# THE TASK
Report every line below that carries the word "super".

# GIVEN INFORMATION
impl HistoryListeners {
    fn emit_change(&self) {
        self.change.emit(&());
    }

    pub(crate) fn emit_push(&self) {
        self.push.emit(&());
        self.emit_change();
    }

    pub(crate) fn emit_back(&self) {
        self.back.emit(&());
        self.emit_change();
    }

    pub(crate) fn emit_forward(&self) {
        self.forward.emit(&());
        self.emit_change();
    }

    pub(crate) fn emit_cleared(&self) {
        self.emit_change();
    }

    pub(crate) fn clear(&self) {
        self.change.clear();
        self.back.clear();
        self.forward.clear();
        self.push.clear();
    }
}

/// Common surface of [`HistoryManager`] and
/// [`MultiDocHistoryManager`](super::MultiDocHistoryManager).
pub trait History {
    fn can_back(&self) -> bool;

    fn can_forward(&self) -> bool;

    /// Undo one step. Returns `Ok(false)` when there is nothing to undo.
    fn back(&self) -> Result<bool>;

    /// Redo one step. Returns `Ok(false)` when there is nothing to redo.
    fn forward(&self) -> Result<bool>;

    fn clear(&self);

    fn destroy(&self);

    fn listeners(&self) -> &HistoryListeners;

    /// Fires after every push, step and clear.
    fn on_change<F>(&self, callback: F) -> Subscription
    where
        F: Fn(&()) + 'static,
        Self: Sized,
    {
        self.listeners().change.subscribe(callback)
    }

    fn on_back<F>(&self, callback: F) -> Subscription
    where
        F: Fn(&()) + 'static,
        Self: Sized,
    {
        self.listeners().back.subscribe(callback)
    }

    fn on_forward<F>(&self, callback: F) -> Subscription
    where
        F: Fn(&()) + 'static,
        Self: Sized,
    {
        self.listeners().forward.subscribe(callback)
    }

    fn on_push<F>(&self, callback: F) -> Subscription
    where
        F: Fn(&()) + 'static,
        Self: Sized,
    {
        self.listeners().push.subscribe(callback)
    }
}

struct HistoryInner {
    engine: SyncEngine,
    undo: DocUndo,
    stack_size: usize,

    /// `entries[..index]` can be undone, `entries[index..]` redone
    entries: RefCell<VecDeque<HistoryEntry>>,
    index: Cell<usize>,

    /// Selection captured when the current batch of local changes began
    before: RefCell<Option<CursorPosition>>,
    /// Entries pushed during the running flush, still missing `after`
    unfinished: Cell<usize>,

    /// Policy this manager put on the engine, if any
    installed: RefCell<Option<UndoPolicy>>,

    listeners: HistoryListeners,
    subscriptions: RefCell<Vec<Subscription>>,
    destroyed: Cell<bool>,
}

==

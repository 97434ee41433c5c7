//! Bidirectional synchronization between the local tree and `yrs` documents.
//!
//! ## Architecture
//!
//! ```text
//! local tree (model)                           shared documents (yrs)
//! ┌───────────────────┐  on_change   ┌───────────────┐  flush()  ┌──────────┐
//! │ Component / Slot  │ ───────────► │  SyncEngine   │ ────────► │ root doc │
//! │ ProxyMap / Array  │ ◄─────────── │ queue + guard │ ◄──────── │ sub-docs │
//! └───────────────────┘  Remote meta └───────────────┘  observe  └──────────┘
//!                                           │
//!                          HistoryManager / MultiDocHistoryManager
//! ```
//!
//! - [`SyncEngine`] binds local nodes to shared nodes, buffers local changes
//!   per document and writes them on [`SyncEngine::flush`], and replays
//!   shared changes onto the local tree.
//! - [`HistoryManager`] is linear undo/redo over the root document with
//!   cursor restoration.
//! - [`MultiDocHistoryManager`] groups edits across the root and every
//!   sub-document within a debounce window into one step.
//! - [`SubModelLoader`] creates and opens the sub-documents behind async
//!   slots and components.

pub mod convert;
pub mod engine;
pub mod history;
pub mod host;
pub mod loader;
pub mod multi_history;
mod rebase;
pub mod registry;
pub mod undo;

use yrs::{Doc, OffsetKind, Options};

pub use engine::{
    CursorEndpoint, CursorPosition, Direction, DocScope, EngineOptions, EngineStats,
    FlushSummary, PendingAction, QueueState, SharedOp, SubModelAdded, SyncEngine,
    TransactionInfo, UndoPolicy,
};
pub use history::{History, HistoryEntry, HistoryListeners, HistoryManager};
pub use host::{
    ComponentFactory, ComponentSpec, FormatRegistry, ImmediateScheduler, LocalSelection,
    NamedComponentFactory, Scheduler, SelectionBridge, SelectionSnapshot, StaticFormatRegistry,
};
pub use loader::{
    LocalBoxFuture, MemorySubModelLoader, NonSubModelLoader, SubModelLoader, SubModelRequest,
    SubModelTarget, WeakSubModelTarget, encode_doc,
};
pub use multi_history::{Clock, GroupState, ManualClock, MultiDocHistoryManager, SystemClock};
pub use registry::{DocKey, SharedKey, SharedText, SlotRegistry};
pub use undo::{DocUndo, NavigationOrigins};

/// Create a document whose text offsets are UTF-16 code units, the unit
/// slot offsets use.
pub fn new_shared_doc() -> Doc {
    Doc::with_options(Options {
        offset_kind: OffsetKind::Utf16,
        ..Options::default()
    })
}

---

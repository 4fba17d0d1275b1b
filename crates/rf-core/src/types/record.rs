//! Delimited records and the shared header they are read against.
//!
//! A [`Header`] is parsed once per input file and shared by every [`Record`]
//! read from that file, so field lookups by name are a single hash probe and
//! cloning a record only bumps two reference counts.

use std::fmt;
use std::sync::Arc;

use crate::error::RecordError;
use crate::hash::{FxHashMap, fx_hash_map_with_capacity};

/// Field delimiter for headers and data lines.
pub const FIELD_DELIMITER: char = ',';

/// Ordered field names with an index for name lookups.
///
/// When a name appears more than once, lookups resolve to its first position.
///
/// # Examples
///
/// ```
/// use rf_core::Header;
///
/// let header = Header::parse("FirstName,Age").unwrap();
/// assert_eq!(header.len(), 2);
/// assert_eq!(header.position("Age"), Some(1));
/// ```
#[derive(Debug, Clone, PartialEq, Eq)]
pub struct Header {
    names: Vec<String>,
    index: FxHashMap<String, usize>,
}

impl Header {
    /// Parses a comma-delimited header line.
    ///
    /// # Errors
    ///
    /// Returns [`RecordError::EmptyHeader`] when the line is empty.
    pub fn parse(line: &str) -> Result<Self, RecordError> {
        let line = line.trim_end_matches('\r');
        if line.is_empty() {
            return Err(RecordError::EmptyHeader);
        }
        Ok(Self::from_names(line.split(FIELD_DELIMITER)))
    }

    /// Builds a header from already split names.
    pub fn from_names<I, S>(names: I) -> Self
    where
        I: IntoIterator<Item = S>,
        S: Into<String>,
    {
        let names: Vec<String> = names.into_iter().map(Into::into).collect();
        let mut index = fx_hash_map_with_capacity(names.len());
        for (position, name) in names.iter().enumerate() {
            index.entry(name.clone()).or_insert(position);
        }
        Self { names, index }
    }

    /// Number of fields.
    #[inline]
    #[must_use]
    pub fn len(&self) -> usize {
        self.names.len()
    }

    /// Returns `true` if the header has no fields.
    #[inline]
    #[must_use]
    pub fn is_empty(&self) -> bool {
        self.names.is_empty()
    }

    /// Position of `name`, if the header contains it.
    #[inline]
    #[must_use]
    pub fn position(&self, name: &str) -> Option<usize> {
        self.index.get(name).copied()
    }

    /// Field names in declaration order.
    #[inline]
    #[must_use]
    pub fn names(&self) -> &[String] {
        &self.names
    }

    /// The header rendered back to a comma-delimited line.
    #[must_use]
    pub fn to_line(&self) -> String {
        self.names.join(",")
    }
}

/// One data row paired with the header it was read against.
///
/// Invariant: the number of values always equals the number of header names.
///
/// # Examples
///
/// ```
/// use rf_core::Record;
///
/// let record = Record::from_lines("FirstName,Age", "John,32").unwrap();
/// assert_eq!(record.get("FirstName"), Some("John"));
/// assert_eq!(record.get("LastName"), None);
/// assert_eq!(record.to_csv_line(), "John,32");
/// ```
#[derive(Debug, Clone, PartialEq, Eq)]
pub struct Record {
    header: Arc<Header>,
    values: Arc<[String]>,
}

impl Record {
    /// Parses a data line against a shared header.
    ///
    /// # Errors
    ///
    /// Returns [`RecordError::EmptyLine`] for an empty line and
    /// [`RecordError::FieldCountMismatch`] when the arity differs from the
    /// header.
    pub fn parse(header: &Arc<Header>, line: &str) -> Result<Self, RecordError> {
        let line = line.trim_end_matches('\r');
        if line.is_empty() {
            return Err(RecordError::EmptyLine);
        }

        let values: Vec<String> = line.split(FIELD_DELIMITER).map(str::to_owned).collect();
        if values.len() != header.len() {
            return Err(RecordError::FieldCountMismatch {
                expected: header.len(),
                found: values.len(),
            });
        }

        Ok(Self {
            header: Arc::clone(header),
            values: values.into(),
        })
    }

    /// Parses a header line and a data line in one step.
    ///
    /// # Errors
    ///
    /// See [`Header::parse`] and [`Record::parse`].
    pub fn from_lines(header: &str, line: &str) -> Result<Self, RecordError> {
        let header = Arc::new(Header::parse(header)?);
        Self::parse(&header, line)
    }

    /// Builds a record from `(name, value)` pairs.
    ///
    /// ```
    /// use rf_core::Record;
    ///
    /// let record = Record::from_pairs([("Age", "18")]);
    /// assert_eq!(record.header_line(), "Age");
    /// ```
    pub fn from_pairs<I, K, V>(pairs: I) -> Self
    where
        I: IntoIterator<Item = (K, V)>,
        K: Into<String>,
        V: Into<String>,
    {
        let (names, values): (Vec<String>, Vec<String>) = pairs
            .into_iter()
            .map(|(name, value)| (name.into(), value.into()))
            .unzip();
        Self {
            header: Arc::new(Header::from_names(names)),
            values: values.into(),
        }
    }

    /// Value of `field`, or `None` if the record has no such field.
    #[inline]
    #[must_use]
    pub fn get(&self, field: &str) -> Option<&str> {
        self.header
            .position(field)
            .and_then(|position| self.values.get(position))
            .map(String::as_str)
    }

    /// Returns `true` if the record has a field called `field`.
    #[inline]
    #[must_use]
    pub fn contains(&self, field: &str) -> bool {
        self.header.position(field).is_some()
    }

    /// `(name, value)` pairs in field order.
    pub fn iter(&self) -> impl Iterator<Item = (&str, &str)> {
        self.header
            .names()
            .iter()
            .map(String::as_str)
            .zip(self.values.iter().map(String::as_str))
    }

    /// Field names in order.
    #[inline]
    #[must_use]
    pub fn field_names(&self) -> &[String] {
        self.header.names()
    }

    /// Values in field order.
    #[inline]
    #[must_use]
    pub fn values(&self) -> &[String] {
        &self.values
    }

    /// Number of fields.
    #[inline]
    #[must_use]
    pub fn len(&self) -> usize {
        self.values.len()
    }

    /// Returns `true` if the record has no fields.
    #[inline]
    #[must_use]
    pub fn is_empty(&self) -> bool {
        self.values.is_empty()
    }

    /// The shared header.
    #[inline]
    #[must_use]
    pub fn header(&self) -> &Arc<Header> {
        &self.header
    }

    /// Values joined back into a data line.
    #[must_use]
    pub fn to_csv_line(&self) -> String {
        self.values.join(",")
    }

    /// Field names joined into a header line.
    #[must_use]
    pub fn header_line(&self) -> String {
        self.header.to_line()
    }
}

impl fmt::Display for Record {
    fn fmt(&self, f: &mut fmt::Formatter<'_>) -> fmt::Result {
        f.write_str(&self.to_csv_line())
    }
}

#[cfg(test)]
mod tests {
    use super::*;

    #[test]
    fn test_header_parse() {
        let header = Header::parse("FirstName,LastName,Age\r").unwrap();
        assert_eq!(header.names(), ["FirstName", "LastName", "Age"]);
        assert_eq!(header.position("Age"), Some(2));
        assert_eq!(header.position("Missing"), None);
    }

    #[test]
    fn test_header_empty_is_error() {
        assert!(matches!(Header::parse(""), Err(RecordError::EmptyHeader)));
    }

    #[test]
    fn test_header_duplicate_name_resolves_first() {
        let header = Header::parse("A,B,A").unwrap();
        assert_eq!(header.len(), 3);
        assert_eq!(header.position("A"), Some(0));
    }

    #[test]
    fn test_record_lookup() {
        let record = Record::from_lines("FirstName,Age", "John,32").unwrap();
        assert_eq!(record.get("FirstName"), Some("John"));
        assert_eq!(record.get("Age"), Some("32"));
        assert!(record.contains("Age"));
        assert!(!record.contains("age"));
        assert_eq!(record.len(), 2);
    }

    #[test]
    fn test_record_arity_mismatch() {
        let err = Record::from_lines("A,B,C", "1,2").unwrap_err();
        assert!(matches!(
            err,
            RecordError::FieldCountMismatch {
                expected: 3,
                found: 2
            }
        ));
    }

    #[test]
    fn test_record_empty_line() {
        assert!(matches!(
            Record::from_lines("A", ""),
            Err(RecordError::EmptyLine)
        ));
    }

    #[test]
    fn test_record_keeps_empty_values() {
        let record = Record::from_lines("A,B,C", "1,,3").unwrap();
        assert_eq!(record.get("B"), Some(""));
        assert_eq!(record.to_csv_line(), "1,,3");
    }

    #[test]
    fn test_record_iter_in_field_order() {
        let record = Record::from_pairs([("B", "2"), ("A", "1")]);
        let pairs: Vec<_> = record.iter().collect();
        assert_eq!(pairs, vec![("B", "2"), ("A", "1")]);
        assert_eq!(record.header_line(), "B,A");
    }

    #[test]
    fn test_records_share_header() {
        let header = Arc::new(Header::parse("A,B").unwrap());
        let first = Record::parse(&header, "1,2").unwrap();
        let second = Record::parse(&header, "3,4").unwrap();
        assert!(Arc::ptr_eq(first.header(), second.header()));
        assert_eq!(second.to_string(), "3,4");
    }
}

# REPLY
/// [`MultiDocHistoryManager`](super::MultiDocHistoryManager).
    use super::*;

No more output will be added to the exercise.